The computer assured me that the tiny amount that I drop into the air filtering system is enough to do it, but the computer’s also three hundred (and some change) years old. It could be wrong. This ship could be more self-sufficient than I hope.

A million things can go wrong. All I can do is cross my fingers.

I replace the filter cover and sniff the air. I don’t smell anything. The air doesn’t taste weird. I have no idea if it’s working or not, if the poison is seeping into the air of my small chamber or throughout the ship.

I tuck my body against the wall and wait.



? ? ?





Hours later, I’m in a frenzy of worry. There’s no difference in the air that I can tell, and all I have left is the small bit of computer I’m supposed to somehow interface to one that’s three hundred years younger.

This is the stupidest plan ever.

Despair threatens to overwhelm me. I ignore it, because there is no Plan C. This has to work. This has to.

A mental image of Aehako’s fallen body flashes before my eyes, and I clench my fists, determined not to cry. He’s not dead. He’s not.

I’d know if he was, wouldn’t I? But we’re not connected by khui. We’re only connected by heart and mind and choice. We don’t have that deeper bond.

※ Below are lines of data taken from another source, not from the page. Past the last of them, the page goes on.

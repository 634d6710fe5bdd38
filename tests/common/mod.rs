//! Shared utilities for the integration tests.

#![allow(dead_code)]

use std::future::Future;
use std::net::SocketAddr;
use std::sync::atomic::{AtomicBool, Ordering};
use std::sync::{Arc, Mutex};
use std::time::Duration;

use axum::http::StatusCode;
use axum::Router;
use tiered_relay::config::{BackendConfig, FailurePolicy, WebConfig};
use tiered_relay::http::{HttpServer, UpstreamClient};
use tiered_relay::services::{backend, db, web};
use tiered_relay::Shutdown;
use tokio::io::{AsyncReadExt, AsyncWriteExt};
use tokio::net::TcpListener;

/// Serve `routes` through the real middleware stack on an ephemeral port.
pub async fn spawn_service(name: &'static str, routes: Router, shutdown: &Shutdown) -> SocketAddr {
    let listener = TcpListener::bind("127.0.0.1:0").await.unwrap();
    let addr = listener.local_addr().unwrap();
    let server = HttpServer::new(name, routes);
    let server_shutdown = shutdown.subscribe();

    tokio::spawn(async move {
        let _ = server.run(listener, server_shutdown).await;
    });

    addr
}

/// An address nothing listens on.
pub async fn dead_addr() -> SocketAddr {
    let listener = TcpListener::bind("127.0.0.1:0").await.unwrap();
    let addr = listener.local_addr().unwrap();
    drop(listener);
    addr
}

pub async fn spawn_db(shutdown: &Shutdown) -> SocketAddr {
    spawn_service(db::NAME, db::router(), shutdown).await
}

pub fn db_url(addr: SocketAddr) -> String {
    format!("http://{addr}{}", db::ROUTE)
}

pub fn backend_url(addr: SocketAddr) -> String {
    format!("http://{addr}{}", backend::ROUTE)
}

pub async fn spawn_backend(db: SocketAddr, policy: FailurePolicy, shutdown: &Shutdown) -> SocketAddr {
    let config = BackendConfig {
        db_url: db_url(db),
        on_upstream_error: policy,
    };
    spawn_service(
        backend::NAME,
        backend::router(config, UpstreamClient::new()),
        shutdown,
    )
    .await
}

pub async fn spawn_web(
    backend_url: String,
    db_url: String,
    policy: FailurePolicy,
    shutdown: &Shutdown,
) -> SocketAddr {
    let config = WebConfig {
        backend_url,
        db_url,
        on_upstream_error: policy,
    };
    spawn_service(web::NAME, web::router(config, UpstreamClient::new()), shutdown).await
}

/// A client that never reuses connections and ignores proxy env vars.
pub fn client() -> reqwest::Client {
    reqwest::Client::builder()
        .pool_max_idle_per_host(0)
        .no_proxy()
        .build()
        .unwrap()
}

fn raw_response(status: u16, body: &str) -> String {
    let reason = StatusCode::from_u16(status)
        .ok()
        .and_then(|s| s.canonical_reason())
        .unwrap_or("Unknown");
    format!(
        "HTTP/1.1 {} {}\r\nContent-Type: text/plain\r\nContent-Length: {}\r\nConnection: close\r\n\r\n{}",
        status,
        reason,
        body.len(),
        body
    )
}

/// Start a raw TCP upstream answering every request with `f()`.
///
/// Returns the bound address and the raw text of every request received.
pub async fn start_programmable_upstream<F, Fut>(f: F) -> (SocketAddr, Arc<Mutex<Vec<String>>>)
where
    F: Fn() -> Fut + Send + Sync + 'static,
    Fut: Future<Output = (u16, String)> + Send + 'static,
{
    let listener = TcpListener::bind("127.0.0.1:0").await.unwrap();
    let addr = listener.local_addr().unwrap();
    let seen = Arc::new(Mutex::new(Vec::new()));
    let f = Arc::new(f);

    let recorded = seen.clone();
    tokio::spawn(async move {
        while let Ok((mut socket, _)) = listener.accept().await {
            let f = f.clone();
            let recorded = recorded.clone();
            tokio::spawn(async move {
                let mut buf = vec![0u8; 8192];
                let n = socket.read(&mut buf).await.unwrap_or(0);
                recorded
                    .lock()
                    .unwrap()
                    .push(String::from_utf8_lossy(&buf[..n]).into_owned());

                let (status, body) = f().await;
                let _ = socket.write_all(raw_response(status, &body).as_bytes()).await;
                let _ = socket.shutdown().await;
                tokio::time::sleep(Duration::from_millis(10)).await;
            });
        }
    });

    (addr, seen)
}

/// Start a raw TCP upstream with a fixed status and body.
pub async fn start_mock_upstream(status: u16, body: &'static str) -> SocketAddr {
    start_programmable_upstream(move || async move { (status, body.to_string()) })
        .await
        .0
}

/// Start a raw TCP upstream that waits `delay` before answering 200 `body`.
///
/// The head and the body go out in two writes 50ms apart. The returned flag
/// is set only if both land, i.e. the caller was still connected and reading
/// when the body was sent.
pub async fn start_slow_upstream(delay: Duration, body: &'static str) -> (SocketAddr, Arc<AtomicBool>) {
    let listener = TcpListener::bind("127.0.0.1:0").await.unwrap();
    let addr = listener.local_addr().unwrap();
    let delivered = Arc::new(AtomicBool::new(false));

    let flag = delivered.clone();
    tokio::spawn(async move {
        while let Ok((mut socket, _)) = listener.accept().await {
            let flag = flag.clone();
            tokio::spawn(async move {
                let mut buf = vec![0u8; 8192];
                let _ = socket.read(&mut buf).await;
                tokio::time::sleep(delay).await;

                let head = format!(
                    "HTTP/1.1 200 OK\r\nContent-Type: text/plain\r\nContent-Length: {}\r\nConnection: close\r\n\r\n",
                    body.len()
                );
                if socket.write_all(head.as_bytes()).await.is_err() {
                    return;
                }
                tokio::time::sleep(Duration::from_millis(50)).await;
                if socket.write_all(body.as_bytes()).await.is_ok() && socket.flush().await.is_ok() {
                    flag.store(true, Ordering::SeqCst);
                }
                let _ = socket.shutdown().await;
            });
        }
    });

    (addr, delivered)
}

/// Poll `flag` for up to two seconds.
pub async fn eventually(flag: &AtomicBool) -> bool {
    for _ in 0..100 {
        if flag.load(Ordering::SeqCst) {
            return true;
        }
        tokio::time::sleep(Duration::from_millis(20)).await;
    }
    false
}

pub fn assert_no_cache(response: &reqwest::Response) {
    assert_eq!(response.headers()["cache-control"], "no-cache");
    assert_eq!(response.headers()["expires"], "0");
}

We never will because of my body—

Someone fumbles at the door.

I jerk to my feet, my stiff muscles complaining. My body’s instantly on alert, my heart hammering in my chest. Did they decide to take my offer after all? The broken ship for our freedom?

Then again, what is to stop them from taking the ship and us? Or taking the ship and then coming back and snaring us at a later date? If they’re into slavery, it’s not as if they’re upstanding people anyhow. They can’t be trusted.

The door slides open, and the guard walks in.